TO WATCH THE SERIES CLICK HERE

I can again see the ghost of Thích Quảng Đức, a Buddhist monk who doused himself with gasoline and set himself ablaze on a Saigon street in June, 1963.  He was protesting actions of the US-supported South Vietnamese government.  Although the nation was more than 70 percent Buddhist, French and American military had supported a Christian-dominated government that severely limited religious freedom and Buddhist participation in society.  His last words were, “Before closing my eyes and moving towards the vision of the Buddha, I respectfully plead to President Ngô Đình Diệm to take a mind of compassion towards the people of the nation and implement religious equality to maintain the strength of the homeland eternally. I call the venerables, reverends, members of the sangha and the lay Buddhists to organize in solidarity to make sacrifices to protect Buddhism.”

When it became apparent that the Buddhist majority would oppose the government, the US supported a coup by the South Vietnamese military and ramped up the American troop presence to fight against a North Vietnamese government spawned from resistance to French colonialism. Simply stated, we took a side in a Vietnamese civil war. The Soviet Union and China took the other side.

An American Quaker pacifist, Norman Morrison (no relation that I know of) became my second ghost.  He poured kerosene over himself and lit his fire under the office window of Robert McNamara, the US Secretary of defense.  At least half a dozen other Americans and far more Vietnamese committed similar self-sacrifices to protest the war.

Those ghosts urged me to abandon the blind trust of American foreign policy and wars that was taught in our public school history books.  If we were on the side of freedom, justice and fairness, why would people commit such horrific suicides to bring attention to the actions of the South Vietnamese government that we enabled?

The war soon became personal.
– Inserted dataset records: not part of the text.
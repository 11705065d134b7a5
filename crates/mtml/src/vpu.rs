//! VPU-scope calls: codec clocks, utilization and session accounting.

use std::ffi::c_uint;

use mtml_sys as sys;

use crate::device::u32_getter;
use crate::error::{Result, check};
use crate::handles::Vpu;
use crate::lifecycle::resolve;

impl Vpu {
    u32_getter!(
        /// Current VPU clock in MHz.
        clock,
        sys::FnMtmlVpuGetClock,
        "mtmlVpuGetClock"
    );

    u32_getter!(
        /// Maximum VPU clock in MHz.
        max_clock,
        sys::FnMtmlVpuGetMaxClock,
        "mtmlVpuGetMaxClock"
    );

    /// Encoder and decoder utilization percentages.
    pub fn utilization(&self) -> Result<sys::MtmlCodecUtil> {
        let f: sys::FnMtmlVpuGetUtilization = resolve("mtmlVpuGetUtilization")?;
        let mut util = sys::MtmlCodecUtil::default();
        check(unsafe { f(self.raw, &mut util) })?;
        Ok(util)
    }

    /// Number of encode and decode sessions the VPU can host.
    pub fn codec_capacity(&self) -> Result<(u32, u32)> {
        let f: sys::FnMtmlVpuGetCodecCapacity = resolve("mtmlVpuGetCodecCapacity")?;
        let mut enc: c_uint = 0;
        let mut dec: c_uint = 0;
        check(unsafe { f(self.raw, &mut enc, &mut dec) })?;
        Ok((enc, dec))
    }

    /// States of up to `length` encoder sessions.
    pub fn encoder_session_states(&self, length: u32) -> Result<Vec<sys::MtmlCodecSessionState>> {
        if length == 0 {
            return Ok(Vec::new());
        }
        let f: sys::FnMtmlVpuGetEncoderSessionStates = resolve("mtmlVpuGetEncoderSessionStates")?;
        let mut states = vec![sys::MtmlCodecSessionState::default(); length as usize];
        check(unsafe { f(self.raw, states.as_mut_ptr(), length) })?;
        Ok(states)
    }

    /// Resolution, codec and frame rate of one encoder session.
    pub fn encoder_session_metrics(&self, session_id: u32) -> Result<sys::MtmlCodecSessionMetrics> {
        let f: sys::FnMtmlVpuGetEncoderSessionMetrics = resolve("mtmlVpuGetEncoderSessionMetrics")?;
        let mut metrics = sys::MtmlCodecSessionMetrics::default();
        check(unsafe { f(self.raw, session_id, &mut metrics) })?;
        Ok(metrics)
    }

    /// States of up to `length` decoder sessions.
    pub fn decoder_session_states(&self, length: u32) -> Result<Vec<sys::MtmlCodecSessionState>> {
        if length == 0 {
            return Ok(Vec::new());
        }
        let f: sys::FnMtmlVpuGetDecoderSessionStates = resolve("mtmlVpuGetDecoderSessionStates")?;
        let mut states = vec![sys::MtmlCodecSessionState::default(); length as usize];
        check(unsafe { f(self.raw, states.as_mut_ptr(), length) })?;
        Ok(states)
    }

    /// Resolution, codec and frame rate of one decoder session.
    pub fn decoder_session_metrics(&self, session_id: u32) -> Result<sys::MtmlCodecSessionMetrics> {
        let f: sys::FnMtmlVpuGetDecoderSessionMetrics = resolve("mtmlVpuGetDecoderSessionMetrics")?;
        let mut metrics = sys::MtmlCodecSessionMetrics::default();
        check(unsafe { f(self.raw, session_id, &mut metrics) })?;
        Ok(metrics)
    }

    /// Releases this VPU handle.
    pub fn free(self) -> Result<()> {
        let f: sys::FnMtmlDeviceFreeVpu = resolve("mtmlDeviceFreeVpu")?;
        check(unsafe { f(self.raw) })
    }
}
By the time I finished high school in 1965 I knew that boys who graduated one or two years ahead of me had already died in Vietnam.  I got a draft deferment because I went to college. Then came the lottery.  I drew #51 – sure to be drafted for a war that I did not believe in – to invade a nation of people who had done me no harm and try to kill them before they killed me.  I didn’t want to go but didn’t want to go to Canada or dodge the draft some other way…what to do???  In 1969 I went for my draft physical and flunked it because I was a few pounds underweight – 6’1″ and 123 pounds. I’m still not convinced that their scale was right but didn’t argue.  48 years have gone by since that physical exam and I still wonder what I would have done if I’d passed.

Today, I am haunted by the ghosts of those who gave their lives serving in our armed forces, and those who died fighting on the other side.  They are joined by ghosts of American college students killed by American soldiers during an anti-war protest at Kent State University. The government of Vietnam estimates that two million of the ghosts were civilians whose lives were lost in the no man’s land of war.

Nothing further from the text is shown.